Pelarut paling umum digunakan dalam kehidupan sehari-hari adalah air. Pelarut lain
yang juga umum digunakan adalah bahan kimia organik (mengandung karbon) yang
juga disebut pelarut organik. Pelarut biasanya memiliki titik didih rendah dan lebih
mudah menguap, meninggalkan substansi terlarut yang didapatkan. Untuk
membedakan antara pelarut dengan zat yang dilarutkan, pelarut biasanya terdapat
dalam jumlah yang lebih besar.
b. Pelarut Organik
Pelarut organik merupakan pelarut yang umumnya mengandung atom karbon dalam
molekulnya. Dalam pelarut organik, zat terlarut didasarkan pada kemampuan
koordinasi dan konstanta dielektriknya. Pelarut organik dapat bersifat polar dan non-
polar bergantung pada gugus kepolaran yang dimilikinya. Pada proses kelarutan
dalam pelarut organik, biasanya reaksi yang terjadi berjalan lambat sehingga perlu
energi yang didapat dengan cara pemanasan untuk mengoptimumkan kondisi
kelarutan. Larutan yang dihasilkan bukan merupakan konduktor elektrik. Contoh
pelarut organik adalah alkohol, eter, ester, etil asetat, keton, dan sebagainya.

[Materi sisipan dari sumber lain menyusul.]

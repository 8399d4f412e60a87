//! Bucket policy - the decision core.
//!
//! Everything in this module is a pure function of its arguments: no clocks,
//! no locks, no stored state. The controller feeds it history records and
//! clock readings; it answers "which bucket" and "is this write allowed".
//!
//! Two modes, per the two ways buckets change:
//! - *timeout-driven classification*, used by the scanner: both the elapsed
//!   clock and the screen-on clock must have advanced past a bucket's
//!   threshold since last use for the app to sink into it;
//! - *source-arbitrated assignment*, used by external writers: an explicit
//!   acceptance matrix over (incoming reason, current reason), plus three
//!   side conditions, decides whether the write lands.

use dozearc_domain::{
    AppUsageHistory, ReasonSource, StandbyBucket, StandbySettings, THRESHOLD_BUCKETS,
};

/// Acceptance matrix for source-arbitrated assignment, indexed as
/// `ACCEPTS[incoming.index()][current.index()]` with the index order
/// Default, Usage, Timeout, Predicted, Forced.
///
/// Forced writes always land; nothing but another forced write may follow a
/// forced one; a default write only ever lands on untouched state.
const ACCEPTS: [[bool; 5]; 5] = [
    // current:  Default Usage  Timeout Predicted Forced
    /* Default   */ [true, false, false, false, false],
    /* Usage     */ [true, true, true, true, false],
    /* Timeout   */ [true, true, true, true, false],
    /* Predicted */ [true, true, true, true, false],
    /* Forced    */ [true, true, true, true, true],
];

/// Timeout-driven classification.
///
/// `elapsed_since_use` and `screen_on_since_use` are the two clock deltas
/// since the last user interaction. An app qualifies for a bucket only when
/// *both* deltas meet that bucket's threshold; the most idle qualifying
/// bucket wins, `Active` if none does. `Never` is not reachable this way.
pub fn bucket_for_usage(
    elapsed_since_use: u64,
    screen_on_since_use: u64,
    settings: &StandbySettings,
) -> StandbyBucket {
    for (rank, bucket) in THRESHOLD_BUCKETS.iter().enumerate().rev() {
        if elapsed_since_use >= settings.elapsed_thresholds[rank]
            && screen_on_since_use >= settings.screen_thresholds[rank]
        {
            return *bucket;
        }
    }
    StandbyBucket::Active
}

/// Whether a predicted assignment has outlived its authority.
///
/// Only meaningful when the current reason is `Predicted`; a record that
/// has never been predicted never expires.
pub fn prediction_expired(
    history: &AppUsageHistory,
    now_elapsed: u64,
    settings: &StandbySettings,
) -> bool {
    match history.last_predicted_at_elapsed {
        Some(predicted_at) => {
            now_elapsed.saturating_sub(predicted_at) >= settings.prediction_timeout_ms
        }
        None => true,
    }
}

/// Source-arbitrated assignment decision.
///
/// `usage_candidate` is the timeout-driven classification at the write's
/// timestamp; it feeds the usage-recency guard. Returns `true` when the
/// write should be committed. Rejections are silent by contract.
pub fn assignment_accepted(
    current: &AppUsageHistory,
    new_bucket: StandbyBucket,
    new_source: ReasonSource,
    usage_candidate: StandbyBucket,
) -> bool {
    if !ACCEPTS[new_source.index()][current.current_reason.source.index()] {
        return false;
    }

    if new_source == ReasonSource::Predicted {
        // Predictions may neither produce NEVER nor resurrect an app that
        // some non-predicted writer parked there.
        if new_bucket == StandbyBucket::Never || current.current_bucket == StandbyBucket::Never {
            return false;
        }
        // Usage-recency guard: while the app is still inside its
        // usage-driven ACTIVE window, recency wins over prediction.
        if current.current_reason.source == ReasonSource::Usage
            && usage_candidate == StandbyBucket::Active
        {
            return false;
        }
    }

    true
}

/// Scanner evaluation for one record.
///
/// Returns the bucket a `Timeout` commit should move the app to, or `None`
/// when the scanner must leave the record alone: forced records, records
/// parked in NEVER by a non-predicted writer, records under a fresh
/// prediction, and records whose candidate is not more idle than what they
/// already have.
pub fn evaluate_for_scan(
    history: &AppUsageHistory,
    now_elapsed: u64,
    screen_on_now: u64,
    settings: &StandbySettings,
) -> Option<StandbyBucket> {
    if history.current_reason.is_forced() {
        return None;
    }
    if history.current_bucket == StandbyBucket::Never && !history.current_reason.is_predicted() {
        return None;
    }
    if history.current_reason.is_predicted() && !prediction_expired(history, now_elapsed, settings)
    {
        return None;
    }

    let candidate = bucket_for_usage(
        now_elapsed.saturating_sub(history.last_used_elapsed),
        screen_on_now.saturating_sub(history.last_used_screen_on),
        settings,
    );
    (candidate > history.current_bucket).then_some(candidate)
}

#[cfg(test)]
mod tests {
    use dozearc_domain::constants::HOUR_MS;
    use dozearc_domain::BucketingReason;

    use super::*;

    fn test_settings() -> StandbySettings {
        StandbySettings {
            screen_thresholds: [0, 0, 0, HOUR_MS],
            elapsed_thresholds: [0, 12 * HOUR_MS, 24 * HOUR_MS, 48 * HOUR_MS],
            prediction_timeout_ms: 12 * HOUR_MS,
        }
    }

    fn history_with(bucket: StandbyBucket, source: ReasonSource) -> AppUsageHistory {
        let mut history = AppUsageHistory::new_at(0, 0);
        history.current_bucket = bucket;
        history.current_reason = BucketingReason::new(source);
        history
    }

    #[test]
    fn classification_walks_the_thresholds() {
        let settings = test_settings();
        assert_eq!(bucket_for_usage(0, 0, &settings), StandbyBucket::Active);
        assert_eq!(
            bucket_for_usage(12 * HOUR_MS - 1, u64::MAX, &settings),
            StandbyBucket::Active
        );
        assert_eq!(
            bucket_for_usage(12 * HOUR_MS, u64::MAX, &settings),
            StandbyBucket::WorkingSet
        );
        assert_eq!(
            bucket_for_usage(24 * HOUR_MS, u64::MAX, &settings),
            StandbyBucket::Frequent
        );
        assert_eq!(bucket_for_usage(48 * HOUR_MS, u64::MAX, &settings), StandbyBucket::Rare);
    }

    #[test]
    fn both_clocks_must_agree() {
        let settings = test_settings();
        // Plenty of elapsed time but no screen-on time: RARE stays out of
        // reach, FREQUENT (screen threshold 0) does not.
        assert_eq!(
            bucket_for_usage(100 * HOUR_MS, HOUR_MS - 1, &settings),
            StandbyBucket::Frequent
        );
        assert_eq!(bucket_for_usage(100 * HOUR_MS, HOUR_MS, &settings), StandbyBucket::Rare);
    }

    #[test]
    fn forced_blocks_everything_but_forced() {
        let current = history_with(StandbyBucket::Frequent, ReasonSource::Forced);
        for source in [ReasonSource::Default, ReasonSource::Usage, ReasonSource::Timeout] {
            assert!(!assignment_accepted(
                &current,
                StandbyBucket::WorkingSet,
                source,
                StandbyBucket::Rare
            ));
        }
        assert!(!assignment_accepted(
            &current,
            StandbyBucket::WorkingSet,
            ReasonSource::Predicted,
            StandbyBucket::Rare
        ));
        assert!(assignment_accepted(
            &current,
            StandbyBucket::Never,
            ReasonSource::Forced,
            StandbyBucket::Rare
        ));
    }

    #[test]
    fn predictions_never_touch_never() {
        let parked = history_with(StandbyBucket::Never, ReasonSource::Default);
        assert!(!assignment_accepted(
            &parked,
            StandbyBucket::Active,
            ReasonSource::Predicted,
            StandbyBucket::Rare
        ));

        let active = history_with(StandbyBucket::Active, ReasonSource::Timeout);
        assert!(!assignment_accepted(
            &active,
            StandbyBucket::Never,
            ReasonSource::Predicted,
            StandbyBucket::Rare
        ));
    }

    #[test]
    fn recency_guard_defers_predictions_over_fresh_usage() {
        let current = history_with(StandbyBucket::Active, ReasonSource::Usage);
        // App would still classify as ACTIVE: prediction loses.
        assert!(!assignment_accepted(
            &current,
            StandbyBucket::Frequent,
            ReasonSource::Predicted,
            StandbyBucket::Active
        ));
        // Usage window lapsed: prediction lands.
        assert!(assignment_accepted(
            &current,
            StandbyBucket::Frequent,
            ReasonSource::Predicted,
            StandbyBucket::WorkingSet
        ));
        // The guard is specific to usage-sourced state.
        let timed_out = history_with(StandbyBucket::Rare, ReasonSource::Timeout);
        assert!(assignment_accepted(
            &timed_out,
            StandbyBucket::Active,
            ReasonSource::Predicted,
            StandbyBucket::Active
        ));
    }

    #[test]
    fn default_only_lands_on_untouched_state() {
        let untouched = history_with(StandbyBucket::Never, ReasonSource::Default);
        assert!(assignment_accepted(
            &untouched,
            StandbyBucket::Rare,
            ReasonSource::Default,
            StandbyBucket::Active
        ));
        let used = history_with(StandbyBucket::Active, ReasonSource::Usage);
        assert!(!assignment_accepted(
            &used,
            StandbyBucket::Rare,
            ReasonSource::Default,
            StandbyBucket::Active
        ));
    }

    #[test]
    fn scanner_skips_forced_and_parked_records() {
        let settings = test_settings();
        let forced = history_with(StandbyBucket::Rare, ReasonSource::Forced);
        assert_eq!(evaluate_for_scan(&forced, 100 * HOUR_MS, 100 * HOUR_MS, &settings), None);

        let parked = history_with(StandbyBucket::Never, ReasonSource::Default);
        assert_eq!(evaluate_for_scan(&parked, 100 * HOUR_MS, 100 * HOUR_MS, &settings), None);
    }

    #[test]
    fn scanner_honors_fresh_predictions_and_expires_stale_ones() {
        let settings = test_settings();
        let mut predicted = history_with(StandbyBucket::Active, ReasonSource::Predicted);
        predicted.last_predicted_bucket = Some(StandbyBucket::Active);
        predicted.last_predicted_at_elapsed = Some(HOUR_MS);

        // Eleven hours into a twelve-hour prediction: untouched.
        assert_eq!(evaluate_for_scan(&predicted, 12 * HOUR_MS, 12 * HOUR_MS, &settings), None);
        // Thirteen hours in: decays by timeout classification.
        assert_eq!(
            evaluate_for_scan(&predicted, 14 * HOUR_MS, 14 * HOUR_MS, &settings),
            Some(StandbyBucket::WorkingSet)
        );
    }

    #[test]
    fn scanner_never_promotes() {
        let settings = test_settings();
        let mut rare = history_with(StandbyBucket::Rare, ReasonSource::Timeout);
        rare.last_used_elapsed = 0;
        rare.last_used_screen_on = 0;
        // Candidate at 1h would be ACTIVE, which is less idle: no action.
        assert_eq!(evaluate_for_scan(&rare, HOUR_MS, HOUR_MS, &settings), None);
    }
}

c. Pelarut Anorganik Pelarut anorganik merupakan pelarut selain air yang tidak
memiliki komponen organik di dalamnya. Dalam pelarut anorganik, zat terlarut
dihubungkan dengan konsep sistem pelarut yang mampu mengautoionisasi pelarut
tersebut. Biasanya pelarut anorganik merupakan pelarut yang bersifat polar sehingga
tidak larut dalam pelarut organik dan non-polar. Larutan yang dihasilkan merupakan
konduktor elektrik yang baik. Contoh dari pelarut anorganik adalah ammonia, asam
sulfat dan sulfuril klorid fluorid.
BAB III
PEMBAHASAN
Penelitian kimia bahan alam tidak terlepas dari penggunaan pelarut organik dalam
kegiatannya. Keragaman senyawa dengan rentang polaritas yang besar yang dikandung suatu bahan
alam memerlukan beberapa jenis pelarut yang berbeda pula untuk mengekstraknya. Untuk
senyawa-senyawa polar, air bisa digunakan sebagai pelarutnya, sementara untuk senyawa-senyawa
non polar dan semi polar, pelarut organik menjadi pilihan. Bagi mereka yang terbiasa bekerja dengan
bahan alam, mungkin sudah kenal baik dengan heksan, kloroform, etil asetat, aseton, ataupun
metanol. Bukan hanya baunya yang menyengat, pelarut organik tersebut sebenarnya berbahaya
bagi kesehatan. Sifatnya yang mudah menguap dan kurang polar akan dengan mudah memasuki
tubuh melalui inhalasi maupun penyerapan kulit. Pelarut-pelarut tersebut dapat mempengaruhi
sistem saraf pusat, sistem sarah perifer, sistem reproduksi, menginduksi kanker, gangguan pada
ginjal dan hati (Baker et al., 1994). Oleh karena itu, untuk mencegah paparannya terhadap tubuh,
bila bekerja dengan pelarut organik disarankan menggunakan sarung tangan dan masker atau
bekerja di dalam lemari asam sehingga uapnya tidak terisap oleh kita. Disamping bahaya bagi
kesehatan, pelarut organik juga tidak ramah lingkungan karena non-biodegradable, sulit untuk di
daur ulang, juga pembuangannya yang mahal.